Al Que Quiere!
The influence of the Mexican banking system on contemporary Anglophone and Hispanic poetry is an as yet under-researched topic, but not the less real for that. The birth of Shearsman Books in its present, brilliantly exfoliated flourishing is one result of a major international bank sending a senior advisor to evaluate the viability of their expansion interests into that financial marketplace. The fortuitous eventual result was this representative replacing a banking career with one devoted to a passion for poetry. His subsequent resettlement in the West of England was among the set of circumstances that prompted me to take a train to Exeter for the first time in my life, sometime in the spring of 2006. I was met at the station, conducted to a reading event, and hosted for the night by the subject of this tribute.
The editor being celebrated here had found himself ideally placed to perceive the profit margin that would make the issuing of good-looking little books of niche poetry a viable proposition. Thanks to the technological developments enabling what was called desktop publishing to take shape some twenty years previously, and those that facilitated the innovation of print-on-demand at about the moment of the planned bank expansion into Mexico and its fortuitous outcome, Tony Frazer was able to set up his publishing venture.
The circle that needed squaring as regards the issuing of such books was that only roughly the same number of copies needed to be produced as were desired in such passionately involved but minimal kinds of market as William Carlos Williams imagined when entitling his 1917 collection Al Que Quiere! – a phrase that might be rendered as ‘To Those Who Want It!’ On the jacket of the first edition, those Spanish words are preceded by: ‘A Book of Poems’. But the title itself might also suggest ‘To Those Who Love!’ – there being a good deal of poetry about this subject in the collection.

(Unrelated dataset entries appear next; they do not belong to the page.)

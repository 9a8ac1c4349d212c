use super::client::RpcClient;
use crate::error::CoreError;
use async_trait::async_trait;
use serde_json::{json, Value};

/// Plain `reqwest` POST of a JSON-RPC 2.0 envelope against a single
/// configured HTTP endpoint.
pub struct NativeRpcClient {
    http: reqwest::Client,
    url: String,
}

impl NativeRpcClient {
    pub fn new(url: String) -> Self {
        NativeRpcClient {
            http: reqwest::Client::new(),
            url,
        }
    }

    async fn post(&self, method: &str, params: Value) -> Result<Value, CoreError> {
        let body = json!({
            "jsonrpc": "2.0",
            "id": 1,
            "method": method,
            "params": params,
        });
        let resp = self
            .http
            .post(&self.url)
            .json(&body)
            .send()
            .await
            .map_err(|e| CoreError::classify_provider_message(&e.to_string()))?;

        if resp.status() == reqwest::StatusCode::TOO_MANY_REQUESTS {
            return Err(CoreError::RateLimited(format!("{method}: 429")));
        }
        if !resp.status().is_success() {
            let status = resp.status();
            return Err(CoreError::classify_provider_message(&format!(
                "{method}: HTTP {status}"
            )));
        }

        let payload: Value = resp
            .json()
            .await
            .map_err(|e| CoreError::ProviderError(format!("{method}: {e}")))?;

        if let Some(err) = payload.get("error") {
            return Err(CoreError::ProviderError(format!("{method}: {err}")));
        }
        payload
            .get("result")
            .cloned()
            .ok_or_else(|| CoreError::ProviderError(format!("{method}: missing result field")))
    }
}

#[async_trait]
impl RpcClient for NativeRpcClient {
    async fn get_latest_blockhash(&self) -> Result<String, CoreError> {
        let result = self.post("getLatestBlockhash", json!([{"commitment": "confirmed"}])).await?;
        result["value"]["blockhash"]
            .as_str()
            .map(str::to_string)
            .ok_or_else(|| CoreError::ProviderError("getLatestBlockhash: missing blockhash".into()))
    }

    async fn get_slot(&self) -> Result<u64, CoreError> {
        let result = self.post("getSlot", json!([{"commitment": "confirmed"}])).await?;
        result
            .as_u64()
            .ok_or_else(|| CoreError::ProviderError("getSlot: non-numeric result".into()))
    }

    async fn get_balance(&self, address: &str) -> Result<u64, CoreError> {
        let result = self.post("getBalance", json!([address])).await?;
        result["value"]
            .as_u64()
            .ok_or_else(|| CoreError::ProviderError("getBalance: missing value".into()))
    }

    async fn get_account_info(&self, address: &str) -> Result<Value, CoreError> {
        self.post(
            "getAccountInfo",
            json!([address, {"encoding": "jsonParsed", "commitment": "confirmed"}]),
        )
        .await
    }

    async fn get_transaction(&self, signature: &str) -> Result<Value, CoreError> {
        self.post(
            "getTransaction",
            json!([signature, {"encoding": "jsonParsed", "commitment": "confirmed", "maxSupportedTransactionVersion": 0}]),
        )
        .await
    }

    async fn simulate_transaction(&self, tx_base64: &str) -> Result<Value, CoreError> {
        self.post(
            "simulateTransaction",
            json!([tx_base64, {"encoding": "base64", "commitment": "confirmed"}]),
        )
        .await
    }

    async fn send_transaction(&self, tx_base64: &str) -> Result<String, CoreError> {
        let result = self
            .post(
                "sendTransaction",
                json!([tx_base64, {"encoding": "base64", "preflightCommitment": "confirmed"}]),
            )
            .await?;
        result
            .as_str()
            .map(str::to_string)
            .ok_or_else(|| CoreError::ProviderError("sendTransaction: non-string result".into()))
    }

    async fn confirm_transaction(&self, signature: &str) -> Result<bool, CoreError> {
        let result = self
            .post("getSignatureStatuses", json!([[signature], {"searchTransactionHistory": true}]))
            .await?;
        let status = &result["value"][0];
        if status.is_null() {
            return Ok(false);
        }
        let confirmed = status["confirmationStatus"]
            .as_str()
            .map(|s| s == "confirmed" || s == "finalized")
            .unwrap_or(false);
        Ok(confirmed && status["err"].is_null())
    }
}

That an Adobe page-maker on an Apple computer and a set-up, print, and distribution deal with Lightning Source would square this circle has formally sharpened a division in the world of poetry publishing between trade or arts-council-funded firms and the new independents with their online-only marketing, web sales and low break-even points. The former tend to rely on the shifting of a print-run via bookshops, representation, distribution, warehousing, and staff, all of which involve overheads. Payments of various percentages can reduce their profit margin to a near-zero sum.
Although the so-called poetry wars of the last century have become the stuff of nostalgia among thinning ranks of aging veterans, while these technological and marketplace developments have helped to keep their outputs in print, trade presses with high initial capital outlay have found themselves condemned to publish mostly what they can second-guess will appeal to the Poetry Book Society, or will have traction with the judges of the annual round of prizes, and similar institutional markers of prestige. At the same time, these cartel-managing institutions themselves operate by second-guessing what that chimera, the general reader of poetry, might take a punt on.
The new independent editors simultaneously found themselves much freer to make decisions in publishing only on the strength of their own passions, desires and needs – or the surviving reputations of loved poets still working with little or no support from those institutions without whose backing the costs of initial trade print runs can rarely be recouped, so that many of the celebrated-for-a-season may soon enough find themselves sadly ‘let go’.
A little while back I was in Sheffield for a reading attended by Peter Riley, a poet who down the years has published with a number of the same firms I have. In the course of our conversation I suddenly found myself exclaiming: ‘Thank goodness for Tony Frazer!’
Three things Tony has told me at different times have shaped my idea of an ideal editor. First, he thinks that by its nature experimental poetry need not ‘come off’ completely, so he’s willing to take a chance on work that has interest to him as well as possibilities for development, even when these are not yet fully realized. Secondly, he has his own taste, but it’s a catholic one – so his press is not, as anybody who scans his list will see, the would-be Trojan horse for a clique. And, thirdly, he has a business model that involves low production costs and an identifiable margin on his publications, which means he can take risks on young, mid-vocation, or old authors without bankrupting himself. He has thus been able to contribute decisively to supporting the writing lives of a great many poets whose work he respects.
What the story of Shearsman Books shows is that if you can get the love and the money to come into alignment, then happiness will follow al que quiere, which adds up now to a worldwide community of poets and readers. Thank goodness for Tony Frazer and the state of those Mexican banks!